Suffolk was agricultural, fields and fields and little hedges and spinneys dotted here and there.  And even if you didn’t work on the land you were connected in a way people just are n’t today.  When I was about 7 or maybe 8 my mother took me fruit picking.  She did it for at least two or three years.  She would be saving for something or other, a holiday maybe or some new furniture and fruit picking was one of the ways to earn extra money.  The lorry, a flat bed with maybe a part covering with canvas would pick us up early in the morning, and we would scramble aboard, a few lucky women found purchase on the wooden bench near the driver’s cabin, the rest of us bumped along as the lorry wended its weary way up mud lanes to the fields.

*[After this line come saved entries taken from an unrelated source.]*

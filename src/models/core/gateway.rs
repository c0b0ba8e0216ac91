use serde::{Deserialize, Serialize};

use crate::{
	models::{ChainFamily, Node, SecretValue},
	utils::RetryConfig,
};

/// Configuration of one gateway instance.
///
/// One instance serves one blockchain and elects among the listed nodes.
#[derive(Debug, Clone, Deserialize, Serialize, PartialEq)]
#[serde(deny_unknown_fields)]
pub struct GatewayConfig {
	/// Name of the blockchain, used as `blockchain` in published events (e.g. "BITCOIN")
	pub blockchain: String,

	/// Protocol family of the nodes
	pub chain_family: ChainFamily,

	/// Candidate nodes, in election order
	pub nodes: Vec<Node>,

	/// Shared store used for locks, markers and gap entries
	pub coordination: CoordinationConfig,

	#[serde(default)]
	pub broker: BrokerConfig,

	#[serde(default)]
	pub schedules: ScheduleConfig,

	#[serde(default)]
	pub ingestion: IngestionConfig,

	/// Chains whose `getblock` only accepts the block hash
	#[serde(default = "default_hash_only_getblock")]
	pub hash_only_getblock: Vec<String>,

	/// Retry and timeout policy for node RPC requests
	#[serde(default)]
	pub rpc_retry: RetryConfig,
}

fn default_hash_only_getblock() -> Vec<String> {
	vec![
		"DOGECOIN".to_string(),
		"EMERCOIN".to_string(),
		"DASHCOIN".to_string(),
	]
}

impl GatewayConfig {
	/// Whether `getblock` for this chain must be sent without a verbosity argument
	pub fn hash_only_getblock(&self) -> bool {
		self.hash_only_getblock
			.iter()
			.any(|chain| chain.eq_ignore_ascii_case(&self.blockchain))
	}
}

#[derive(Debug, Clone, Deserialize, Serialize, PartialEq)]
#[serde(deny_unknown_fields)]
pub struct CoordinationConfig {
	/// Redis connection URL
	pub url: SecretValue,
}

/// AMQP exchange type
#[derive(Debug, Clone, Copy, Default, Deserialize, Serialize, PartialEq, Eq)]
#[serde(rename_all = "lowercase")]
pub enum ExchangeKind {
	#[default]
	Fanout,
	Direct,
	Topic,
	Headers,
}

/// Exchange and queues declared on one broker connection
#[derive(Debug, Clone, Deserialize, Serialize, PartialEq, Eq)]
#[serde(deny_unknown_fields)]
pub struct ExchangeTopology {
	pub exchange: String,

	#[serde(default)]
	pub exchange_kind: ExchangeKind,

	/// Queues declared and bound to the exchange with an empty routing key
	#[serde(default)]
	pub queues: Vec<String>,

	#[serde(default = "default_true")]
	pub durable: bool,

	#[serde(default = "default_prefetch_count")]
	pub prefetch_count: u16,

	/// Apply the prefetch limit to the whole channel
	#[serde(default = "default_true")]
	pub global_prefetch: bool,
}

fn default_true() -> bool {
	true
}

fn default_prefetch_count() -> u16 {
	1
}

impl ExchangeTopology {
	pub fn new(exchange: &str, queues: &[&str]) -> Self {
		Self {
			exchange: exchange.to_string(),
			exchange_kind: ExchangeKind::Fanout,
			queues: queues.iter().map(|q| q.to_string()).collect(),
			durable: true,
			prefetch_count: default_prefetch_count(),
			global_prefetch: true,
		}
	}
}

/// Broker connections. The ledger broker is optional; without a wallet broker
/// events are logged and dropped.
#[derive(Debug, Clone, Deserialize, Serialize, PartialEq)]
#[serde(deny_unknown_fields)]
pub struct BrokerConfig {
	#[serde(default)]
	pub ledger_url: Option<SecretValue>,

	#[serde(default)]
	pub wallet_url: Option<SecretValue>,

	#[serde(default = "default_ledger_topology")]
	pub ledger: ExchangeTopology,

	#[serde(default = "default_wallet_topology")]
	pub wallet: ExchangeTopology,

	#[serde(default = "default_heartbeat_secs")]
	pub heartbeat_secs: u16,

	#[serde(default = "default_reconnect_delay_ms")]
	pub reconnect_delay_ms: u64,

	#[serde(default = "default_reconnect_lock_ttl_secs")]
	pub reconnect_lock_ttl_secs: u64,
}

fn default_ledger_topology() -> ExchangeTopology {
	ExchangeTopology::new("rpc", &["db"])
}

fn default_wallet_topology() -> ExchangeTopology {
	ExchangeTopology::new("walletXch", &["wallet"])
}

fn default_heartbeat_secs() -> u16 {
	15
}

fn default_reconnect_delay_ms() -> u64 {
	5_000
}

fn default_reconnect_lock_ttl_secs() -> u64 {
	600
}

impl Default for BrokerConfig {
	fn default() -> Self {
		Self {
			ledger_url: None,
			wallet_url: None,
			ledger: default_ledger_topology(),
			wallet: default_wallet_topology(),
			heartbeat_secs: default_heartbeat_secs(),
			reconnect_delay_ms: default_reconnect_delay_ms(),
			reconnect_lock_ttl_secs: default_reconnect_lock_ttl_secs(),
		}
	}
}

/// Cron expressions (with seconds) for the periodic jobs
#[derive(Debug, Clone, Deserialize, Serialize, PartialEq, Eq)]
#[serde(deny_unknown_fields)]
pub struct ScheduleConfig {
	#[serde(default = "default_node_selection")]
	pub node_selection: String,

	#[serde(default = "default_unresolved_retry")]
	pub unresolved_retry: String,

	#[serde(default = "default_gap_backfill")]
	pub gap_backfill: String,
}

fn default_node_selection() -> String {
	"*/30 * * * * *".to_string()
}

fn default_unresolved_retry() -> String {
	"0 * * * * *".to_string()
}

fn default_gap_backfill() -> String {
	"30 * * * * *".to_string()
}

impl Default for ScheduleConfig {
	fn default() -> Self {
		Self {
			node_selection: default_node_selection(),
			unresolved_retry: default_unresolved_retry(),
			gap_backfill: default_gap_backfill(),
		}
	}
}

/// Dedup and recovery settings for the ingestion path
#[derive(Debug, Clone, Deserialize, Serialize, PartialEq, Eq)]
#[serde(deny_unknown_fields)]
pub struct IngestionConfig {
	#[serde(default = "default_tx_lock_ttl_secs")]
	pub tx_lock_ttl_secs: u64,

	#[serde(default = "default_block_lock_ttl_secs")]
	pub block_lock_ttl_secs: u64,

	#[serde(default = "default_unresolved_ttl_secs")]
	pub unresolved_ttl_secs: u64,

	#[serde(default)]
	pub disable_tx_lock: bool,

	#[serde(default)]
	pub disable_block_lock: bool,

	/// Record skipped block numbers after every (re)subscription
	#[serde(default)]
	pub check_missed_blocks: bool,
}

fn default_tx_lock_ttl_secs() -> u64 {
	90
}

fn default_block_lock_ttl_secs() -> u64 {
	300
}

fn default_unresolved_ttl_secs() -> u64 {
	900
}

impl Default for IngestionConfig {
	fn default() -> Self {
		Self {
			tx_lock_ttl_secs: default_tx_lock_ttl_secs(),
			block_lock_ttl_secs: default_block_lock_ttl_secs(),
			unresolved_ttl_secs: default_unresolved_ttl_secs(),
			disable_tx_lock: false,
			disable_block_lock: false,
			check_missed_blocks: false,
		}
	}
}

My mum was a great picker, and whether it was beans or peas or strawberries she worked all day long and filled her baskets and sacks faster than anyone else.  For a while I would work alongside her.  If it was strawberries I would have my own little Tupperware tub filled with sugar which I would dip every fifth or sixth strawberry in and eat, the juice running down my chin.  But sooner or later, usually after our sandwich lunch me and the other kids would play, running in and out of the ditches or chasing the girls round the pig sties.

The sun always seemed to be shining and before we knew it we were back in the lorry and delivered home.  We didn’t know it then but these days were the free-est and happiest times we would ever know.  Now it is Polish and Lithuanians who pick the fruit; English people are too lazy, or maybe the money just isn’t good enough.